Collected data entries:
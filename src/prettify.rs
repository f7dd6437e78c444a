//! The pretty-printer: re-emits a JSON document with two-space indentation
//! and one member/element per line.
//!
//! Built the same way the extractor and editor are: a single
//! [`crate::walk`] pass, driven off the same [`VisitorEvent`] stream, with
//! no separate tree representation in between.

use crate::error::WalkResult;
use crate::options::WalkerOptions;
use crate::sink::{write_str, Sink};
use crate::token::TokenKind;
use crate::walker::{walk, VisitorEvent};

const INDENT: &str = "  ";

/// Pretty-prints `source` into `sink` with two-space indentation, returning
/// the number of bytes written.
///
/// # Errors
///
/// Propagates [`crate::WalkError`] if `source` is not valid JSON.
pub fn prettify(source: &[u8], sink: &mut dyn Sink) -> WalkResult<usize> {
    let mut depth = 0usize;
    let mut child_seen: Vec<bool> = Vec::new();
    // Tracks, for each currently-open container, whether it's an array: an
    // array element's `name` is its decimal index, not a key, and must never
    // be printed as one.
    let mut in_array: Vec<bool> = Vec::new();

    {
        let mut visitor = |e: VisitorEvent<'_>| {
            let is_start = matches!(e.token.kind(), TokenKind::ObjectStart | TokenKind::ArrayStart);
            let is_end = matches!(e.token.kind(), TokenKind::ObjectEnd | TokenKind::ArrayEnd);

            if is_end {
                depth -= 1;
                let had_children = child_seen.pop().unwrap_or(false);
                in_array.pop();
                if had_children {
                    write_str(sink, "\n");
                    for _ in 0..depth {
                        write_str(sink, INDENT);
                    }
                }
                write_str(sink, if e.token.kind() == TokenKind::ObjectEnd { "}" } else { "]" });
                return;
            }

            if depth > 0 {
                if let Some(seen) = child_seen.last_mut() {
                    if *seen {
                        write_str(sink, ",");
                    }
                    *seen = true;
                }
                write_str(sink, "\n");
                for _ in 0..depth {
                    write_str(sink, INDENT);
                }
                let parent_is_object = in_array.last() == Some(&false);
                if parent_is_object {
                    if let Some(name) = e.name {
                        write_str(sink, "\"");
                        write_str(sink, name);
                        write_str(sink, "\"");
                        write_str(sink, ": ");
                    }
                }
            }

            if is_start {
                write_str(sink, if e.token.kind() == TokenKind::ObjectStart { "{" } else { "[" });
                depth += 1;
                child_seen.push(false);
                in_array.push(e.token.kind() == TokenKind::ArrayStart);
                return;
            }

            match e.token.kind() {
                TokenKind::String => {
                    write_str(sink, "\"");
                    write_str(sink, e.token.text());
                    write_str(sink, "\"");
                }
                _ => write_str(sink, e.token.text()),
            };
        };
        walk(source, WalkerOptions::default(), Some(&mut visitor))?;
    }
    Ok(sink.written())
}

• _What is required_:
Each entry must be printed again exactly as given.

• _Expected answer_:
filename src/prettify.rs
repository f7dd6437e78c444a
//! The pretty-printer: re-emits a JSON document with two-space indentation
//! and one member/element per line.
//!
//! Built the same way the extractor and editor are: a single
//! [`crate::walk`] pass, driven off the same [`VisitorEvent`] stream, with
//! no separate tree representation in between.

use crate::error::WalkResult;
use crate::options::WalkerOptions;
use crate::sink::{write_str, Sink};
use crate::token::TokenKind;
use crate::walker::{walk, VisitorEvent};

const INDENT: &str = "  ";

/// Pretty-prints `source` into `sink` with two-space indentation, returning
/// the number of bytes written.
///
/// # Errors
///
/// Propagates [`crate::WalkError`] if `source` is not valid JSON.
pub fn prettify(source: &[u8], sink: &mut dyn Sink) -> WalkResult<usize> {
    let mut depth = 0usize;
    let mut child_seen: Vec<bool> = Vec::new();
    // Tracks, for each currently-open container, whether it's an array: an
    // array element's `name` is its decimal index, not a key, and must never
    // be printed as one.
    let mut in_array: Vec<bool> = Vec::new();

    {
        let mut visitor = |e: VisitorEvent<'_>| {
            let is_start = matches!(e.token.kind(), TokenKind::ObjectStart | TokenKind::ArrayStart);
            let is_end = matches!(e.token.kind(), TokenKind::ObjectEnd | TokenKind::ArrayEnd);

            if is_end {
                depth -= 1;
                let had_children = child_seen.pop().unwrap_or(false);
                in_array.pop();
                if had_children {
                    write_str(sink, "\n");
                    for _ in 0..depth {
                        write_str(sink, INDENT);
                    }
                }
                write_str(sink, if e.token.kind() == TokenKind::ObjectEnd { "}" } else { "]" });
                return;
            }

            if depth > 0 {
                if let Some(seen) = child_seen.last_mut() {
                    if *seen {
                        write_str(sink, ",");
                    }
                    *seen = true;
                }
                write_str(sink, "\n");
                for _ in 0..depth {
                    write_str(sink, INDENT);
                }
                let parent_is_object = in_array.last() == Some(&false);
                if parent_is_object {
                    if let Some(name) = e.name {
                        write_str(sink, "\"");
                        write_str(sink, name);
                        write_str(sink, "\"");
                        write_str(sink, ": ");
                    }
                }
            }

            if is_start {
                write_str(sink, if e.token.kind() == TokenKind::ObjectStart { "{" } else { "[" });
                depth += 1;
                child_seen.push(false);
                in_array.push(e.token.kind() == TokenKind::ArrayStart);
                return;
            }

            match e.token.kind() {
                TokenKind::String => {
                    write_str(sink, "\"");
                    write_str(sink, e.token.text());
                    write_str(sink, "\"");
                }
                _ => write_str(sink, e.token.text()),
            };
        };
        walk(source, WalkerOptions::default(), Some(&mut visitor))?;
    }
    Ok(sink.written())
}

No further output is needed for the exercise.